WORK REQUIRED: Using the listing below, work out how many lines carry the word "reference", and state nothing but that number.

MATERIAL FOR THIS EXERCISE:
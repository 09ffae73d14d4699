//! Free-text queries that may be either a reference or a keyword.

use serde::Serialize;

use super::{
    corpus::Corpus,
    passage::{ResolvedRange, read},
    search::{SearchResults, search},
};

/// What a free-text query turned out to be.
#[derive(Debug, Clone, PartialEq, Eq, Serialize)]
#[serde(untagged)]
pub enum QueryOutcome {
    /// The query read as a reference.
    Passage(ResolvedRange),
    /// The query was searched for as a keyword.
    Search(SearchResults),
}

/// Answers a query the way a single search box would.
///
/// Input containing a digit is first read as a reference; if that fails it
/// is searched for instead. Input without digits is always a keyword.
#[must_use]
pub fn query(corpus: &Corpus, input: &str) -> QueryOutcome {
    let input = input.trim();
    if input.chars().any(|c| c.is_ascii_digit()) {
        match read(corpus, input) {
            Ok(range) => return QueryOutcome::Passage(range),
            Err(error) => tracing::debug!(input, %error, "not a reference, searching instead"),
        }
    }
    QueryOutcome::Search(search(corpus, input))
}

YOUR RESPONSE: 4